According to Yoshimi and Seiya Matsuno, Emperor Hirohito signed orders specifying the use of chemical weapons in China.[45] For example, during the Battle of Wuhan from August to October 1938, the Emperor authorized the use of toxic gas on 375 separate occasions, despite Article 23 of the Hague Conventions (1899 and 1907)[13] and article V of the Treaty in Relation to the Use of Submarines and Noxious Gases in Warfare[46] A resolution adopted by the League of Nations on May 14 condemned the use of poison gas by Japan.

Another example is the Battle of Yichang in October 1941, during which the 19th Artillery Regiment helped the 13th Brigade of the IJA 11th Army by launching 1,000 yellow gas shells and 1,500 red gas shells at the Chinese forces. The area was crowded with Chinese civilians unable to evacuate. Some 3,000 Chinese soldiers were in the area and 1,600 were affected. The Japanese report say that "the effect of gas seems considerable".[47]

In 2004, Yoshimi and Yuki Tanaka discovered in the Australian National Archives documents showing that cyanide gas was tested on Australian and Dutch prisoners in November 1944 on Kai Islands (Indonesia).[48]

[edit] Preventable famine

Deaths caused by the diversion of resources to the Japanese military in occupied countries are also regarded as war crimes by many people. Millions of civilians in Southeast Asia—especially Vietnam and the Netherlands East Indies (Indonesia), both of which were major rice-growing countries—died during a preventable famine in 1944–45.[49] (See, for example, the articles on the Vietnamese Famine of 1945 and Japanese occupation of Indonesia.)

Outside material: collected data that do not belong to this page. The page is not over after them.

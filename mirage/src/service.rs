//! Routes incoming messages to per-user sessions.

use std::collections::HashMap;
use std::sync::Arc;

use imaginarium::MirageMode;
use parking_lot::Mutex;
use tokio::sync::mpsc::{unbounded_channel, UnboundedSender};
use tokio::task::JoinHandle;
use tracing::{debug, error, info, warn};

use crate::command::parse_command;
use crate::config::Config;
use crate::fetch::ImageFetcher;
use crate::session::{Coordinator, SessionContext, SessionId, SessionSettings, SessionState};
use crate::transport::{IncomingMessage, Transport, UserId};

/// What [`MirageService::dispatch`] did with a message.
#[derive(Debug, Clone, Copy, PartialEq, Eq)]
pub enum Dispatch {
    /// Delivered to the sender's active session.
    Routed(SessionId),
    /// The message was a command and started a new session.
    Started(SessionId, MirageMode),
    /// No active session and not a command.
    Ignored,
}

#[derive(Debug)]
struct ActiveSession {
    id: SessionId,
    inbox: UnboundedSender<IncomingMessage>,
}

struct ServiceInner {
    config: Config,
    context: SessionContext,
    sessions: Mutex<HashMap<UserId, ActiveSession>>,
    tasks: Mutex<Vec<JoinHandle<SessionState>>>,
}

impl ServiceInner {
    fn finish(&self, user: &UserId, id: SessionId) {
        let mut sessions = self.sessions.lock();
        if sessions.get(user).is_some_and(|active| active.id == id) {
            sessions.remove(user);
        }
    }
}

/// Owns all live sessions. At most one session runs per user.
///
/// Sessions are spawned on the current tokio runtime.
#[derive(Clone)]
pub struct MirageService {
    inner: Arc<ServiceInner>,
}

impl MirageService {
    pub fn new(
        config: Config,
        fetcher: Arc<dyn ImageFetcher>,
        transport: Arc<dyn Transport>,
    ) -> Self {
        Self {
            inner: Arc::new(ServiceInner {
                config,
                context: SessionContext { fetcher, transport },
                sessions: Mutex::new(HashMap::new()),
                tasks: Mutex::new(Vec::new()),
            }),
        }
    }

    pub fn config(&self) -> &Config {
        &self.inner.config
    }

    /// Hands the message to the sender's session, or starts one when the text is a command.
    ///
    /// While a session is active every message from that user goes to it,
    /// including command text.
    pub fn dispatch(&self, message: IncomingMessage) -> Dispatch {
        let message = match self.route(message) {
            Ok(id) => return Dispatch::Routed(id),
            Err(message) => message,
        };

        let Some(mode) = parse_command(&message.text) else {
            debug!(user = %message.user, "ignored message outside a session");
            return Dispatch::Ignored;
        };

        match self.start(message.user, mode) {
            Some(id) => Dispatch::Started(id, mode),
            None => Dispatch::Ignored,
        }
    }

    pub fn start_gray(&self, user: UserId) -> Option<SessionId> {
        self.start(user, MirageMode::Gray)
    }

    pub fn start_color(&self, user: UserId) -> Option<SessionId> {
        self.start(user, MirageMode::Color)
    }

    /// Starts a session for `user`. Returns `None` when one is already running.
    pub fn start(&self, user: UserId, mode: MirageMode) -> Option<SessionId> {
        let mut sessions = self.inner.sessions.lock();
        if let Some(active) = sessions.get(&user) {
            if !active.inbox.is_closed() {
                warn!(%user, session = %active.id.short(), "session already active");
                return None;
            }
        }

        let id = SessionId::unique();
        let settings = SessionSettings::from_config(&self.inner.config, mode);
        let coordinator = Coordinator::new(id, user.clone(), settings, self.inner.context.clone());
        let (inbox, rx) = unbounded_channel();

        let inner = Arc::clone(&self.inner);
        let task_user = user.clone();
        let task = tokio::spawn(async move {
            let state = coordinator.run(rx).await;
            inner.finish(&task_user, id);
            state
        });

        info!(%user, session = %id.short(), %mode, "session created");
        sessions.insert(user, ActiveSession { id, inbox });
        drop(sessions);

        let mut tasks = self.inner.tasks.lock();
        tasks.retain(|task| !task.is_finished());
        tasks.push(task);

        Some(id)
    }

    pub fn active_session(&self, user: &UserId) -> Option<SessionId> {
        self.inner
            .sessions
            .lock()
            .get(user)
            .filter(|active| !active.inbox.is_closed())
            .map(|active| active.id)
    }

    pub fn active_count(&self) -> usize {
        self.inner
            .sessions
            .lock()
            .values()
            .filter(|active| !active.inbox.is_closed())
            .count()
    }

    /// Waits until every session spawned so far has ended.
    pub async fn wait_idle(&self) {
        loop {
            let tasks = std::mem::take(&mut *self.inner.tasks.lock());
            if tasks.is_empty() {
                return;
            }
            for task in tasks {
                match task.await {
                    Ok(state) => debug!(%state, "session joined"),
                    Err(err) => error!(error = %err, "session task failed"),
                }
            }
        }
    }

    /// Delivers to the user's session. Gives the message back when there is none.
    fn route(&self, message: IncomingMessage) -> Result<SessionId, IncomingMessage> {
        let mut sessions = self.inner.sessions.lock();
        let Some(active) = sessions.get(&message.user) else {
            return Err(message);
        };

        let id = active.id;
        match active.inbox.send(message) {
            Ok(()) => Ok(id),
            Err(returned) => {
                // the session ended but has not deregistered yet
                let message = returned.0;
                sessions.remove(&message.user);
                Err(message)
            }
        }
    }
}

An estimated 2 million Vietnamese, or 10% of the population then, died during the famine of 1944–45.[50] A later UN report stated that 4 million people died in Indonesia as a result of famine and forced labour during the Japanese occupation.[51]

The sheer volume of murdered civilians posed a formidable logistical challenge when it came to disposing of the bodies. Many Chinese were conscripted into "burial teams", an experience they would later recall as horrifically traumatic.[52]